Please click here for a full description of the topics covered in this call for papers.

Anticipated Timeline

Prospective contributors should submit a CV and an abstract (up to two pages in length, single or double spaced) of their study along with up to two pages of supporting material (e.g., tables, figures, pictures, etc.) no later than 5 PM EST on September 15, 2015 to:

https://rsfjournal.onlineapplicationportal.com

All submissions must be original work that has not been previously published in part or in full. Only abstracts submitted to https://rsfjournal.onlineapplicationportal.com will be considered. Each paper will receive a $1,000 honorarium when the issue is published. Thomas McDade (professor and director of the Laboratory for Human Biology Research, Northwestern University) and Kathleen Mullan Harris (James Haar Distinguished Professor of Sociology and University of North Carolina, Chapel Hill) will edit the journal issue. All questions regarding this issue should be directed to Suzanne Nichols, Director of Publications, at journals@rsage.org and not to the email addresses of the editors of the special issue.

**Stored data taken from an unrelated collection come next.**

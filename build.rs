//! Build script for fridge-ri
//!
//! Captures build identification at compile time: git commit hash (short
//! form), build timestamp, and build profile. Surfaced in the startup log,
//! /health, and the review page footer.

use std::process::Command;

fn main() {
    let git_hash = Command::new("git")
        .args(["rev-parse", "--short=8", "HEAD"])
        .output()
        .ok()
        .and_then(|output| {
            if output.status.success() {
                String::from_utf8(output.stdout).ok()
            } else {
                None
            }
        })
        .map(|s| s.trim().to_string())
        .unwrap_or_else(|| "unknown".to_string());

    let build_timestamp = chrono::Local::now().to_rfc3339_opts(chrono::SecondsFormat::Secs, false);

    let profile = std::env::var("PROFILE").unwrap_or_else(|_| "unknown".to_string());

    println!("cargo:rustc-env=GIT_HASH={}", git_hash);
    println!("cargo:rustc-env=BUILD_TIMESTAMP={}", build_timestamp);
    println!("cargo:rustc-env=BUILD_PROFILE={}", profile);

    // No rerun-if-changed directives: rerun every build so the timestamp
    // and git hash stay current.
}
//! Review session state
//!
//! One session tracks one uploaded receipt from parse through review to
//! submission. Sessions live in memory only; restarting the service discards
//! them. "Idle" is not a phase here, it is the absence of a session.

use chrono::{DateTime, Utc};
use serde::{Deserialize, Serialize};
use uuid::Uuid;

use super::item::{DraftItem, SubmissionSummary};

/// Workflow phase of a review session.
///
/// PARSING and SUBMITTING are busy phases with a remote call in flight;
/// mutating requests against a busy session are refused with a conflict.
#[derive(Debug, Clone, Copy, PartialEq, Eq, Serialize, Deserialize)]
#[serde(rename_all = "UPPERCASE")]
pub enum SessionPhase {
    /// Receipt handed to the extraction service, waiting on the response
    Parsing,
    /// Items available for editing and inclusion toggling
    Review,
    /// Included items being written to the record store
    Submitting,
}

impl SessionPhase {
    /// True while a remote call is in flight for this session
    pub fn is_busy(&self) -> bool {
        matches!(self, SessionPhase::Parsing | SessionPhase::Submitting)
    }
}

impl std::fmt::Display for SessionPhase {
    fn fmt(&self, f: &mut std::fmt::Formatter<'_>) -> std::fmt::Result {
        let name = match self {
            SessionPhase::Parsing => "PARSING",
            SessionPhase::Review => "REVIEW",
            SessionPhase::Submitting => "SUBMITTING",
        };
        write!(f, "{}", name)
    }
}

/// One receipt import in progress
#[derive(Debug, Clone, Serialize, Deserialize)]
pub struct ReviewSession {
    pub session_id: Uuid,
    pub phase: SessionPhase,
    /// Who is filing this receipt (one of the configured submitters)
    pub submitter: String,
    /// Draft items in receipt order; indices are stable for the session
    pub items: Vec<DraftItem>,
    pub started_at: DateTime<Utc>,
    pub updated_at: DateTime<Utc>,
    /// Outcome of the most recent submit pass, kept after partial failure
    pub last_submission: Option<SubmissionSummary>,
}

impl ReviewSession {
    /// Create a new session in the PARSING phase
    pub fn new(submitter: String) -> Self {
        let now = Utc::now();
        Self {
            session_id: Uuid::new_v4(),
            phase: SessionPhase::Parsing,
            submitter,
            items: Vec::new(),
            started_at: now,
            updated_at: now,
            last_submission: None,
        }
    }

    pub fn transition_to(&mut self, phase: SessionPhase) {
        self.phase = phase;
        self.updated_at = Utc::now();
    }

    pub fn touch(&mut self) {
        self.updated_at = Utc::now();
    }

    /// Number of items currently marked for submission
    pub fn included_count(&self) -> usize {
        self.items.iter().filter(|item| item.include).count()
    }

    /// Snapshot of the included items with their stable indices
    pub fn included_items(&self) -> Vec<(usize, DraftItem)> {
        self.items
            .iter()
            .enumerate()
            .filter(|(_, item)| item.include)
            .map(|(index, item)| (index, item.clone()))
            .collect()
    }

    /// Clear the inclusion flag on the given indices (out-of-range ignored)
    pub fn deselect(&mut self, indices: &[usize]) {
        for &index in indices {
            if let Some(item) = self.items.get_mut(index) {
                item.include = false;
            }
        }
        self.updated_at = Utc::now();
    }
}

#[cfg(test)]
mod tests {
    use super::*;
    use chrono::NaiveDate;

    fn draft(food: &str, include: bool) -> DraftItem {
        DraftItem {
            food: food.to_string(),
            expiry_date: NaiveDate::from_ymd_opt(2025, 3, 20).unwrap(),
            cost: 1.0,
            notes: String::new(),
            include,
        }
    }

    #[test]
    fn test_new_session_is_parsing() {
        let session = ReviewSession::new("You".to_string());
        assert_eq!(session.phase, SessionPhase::Parsing);
        assert!(session.phase.is_busy());
        assert!(session.items.is_empty());
        assert!(session.last_submission.is_none());
    }

    #[test]
    fn test_transition_updates_phase() {
        let mut session = ReviewSession::new("You".to_string());
        session.transition_to(SessionPhase::Review);
        assert_eq!(session.phase, SessionPhase::Review);
        assert!(!session.phase.is_busy());
    }

    #[test]
    fn test_included_count_and_snapshot() {
        let mut session = ReviewSession::new("You".to_string());
        session.items = vec![draft("a", true), draft("b", false), draft("c", true)];
        assert_eq!(session.included_count(), 2);

        let included = session.included_items();
        assert_eq!(included.len(), 2);
        assert_eq!(included[0].0, 0);
        assert_eq!(included[1].0, 2);
        assert_eq!(included[1].1.food, "c");
    }

    #[test]
    fn test_deselect_clears_flags() {
        let mut session = ReviewSession::new("You".to_string());
        session.items = vec![draft("a", true), draft("b", true)];
        session.deselect(&[0, 7]);
        assert!(!session.items[0].include);
        assert!(session.items[1].include);
    }

    #[test]
    fn test_phase_serializes_uppercase() {
        assert_eq!(
            serde_json::to_string(&SessionPhase::Parsing).unwrap(),
            "\"PARSING\""
        );
        assert_eq!(
            serde_json::to_string(&SessionPhase::Submitting).unwrap(),
            "\"SUBMITTING\""
        );
    }
}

A conference will take place at RSF in New York City on March 4, 2016. The selected contributors will gather for a one-day workshop to present draft papers (due on February 5, 2016, a month prior to the conference) and receive feedback from the other contributors and editors. Travel costs, food, and lodging will be covered by the foundation. Papers will be circulated before the conference. After the conference, the authors will submit their revised drafts. The papers will then be sent out to two additional scholars for formal peer review. Having received feedback from reviewers and the RSF board, authors will revise their papers. The full and final issue will be published in the spring of 2017. Papers will be published open access on the RSF website as well as in several digital repositories, including JSTOR and UPCC/Muse.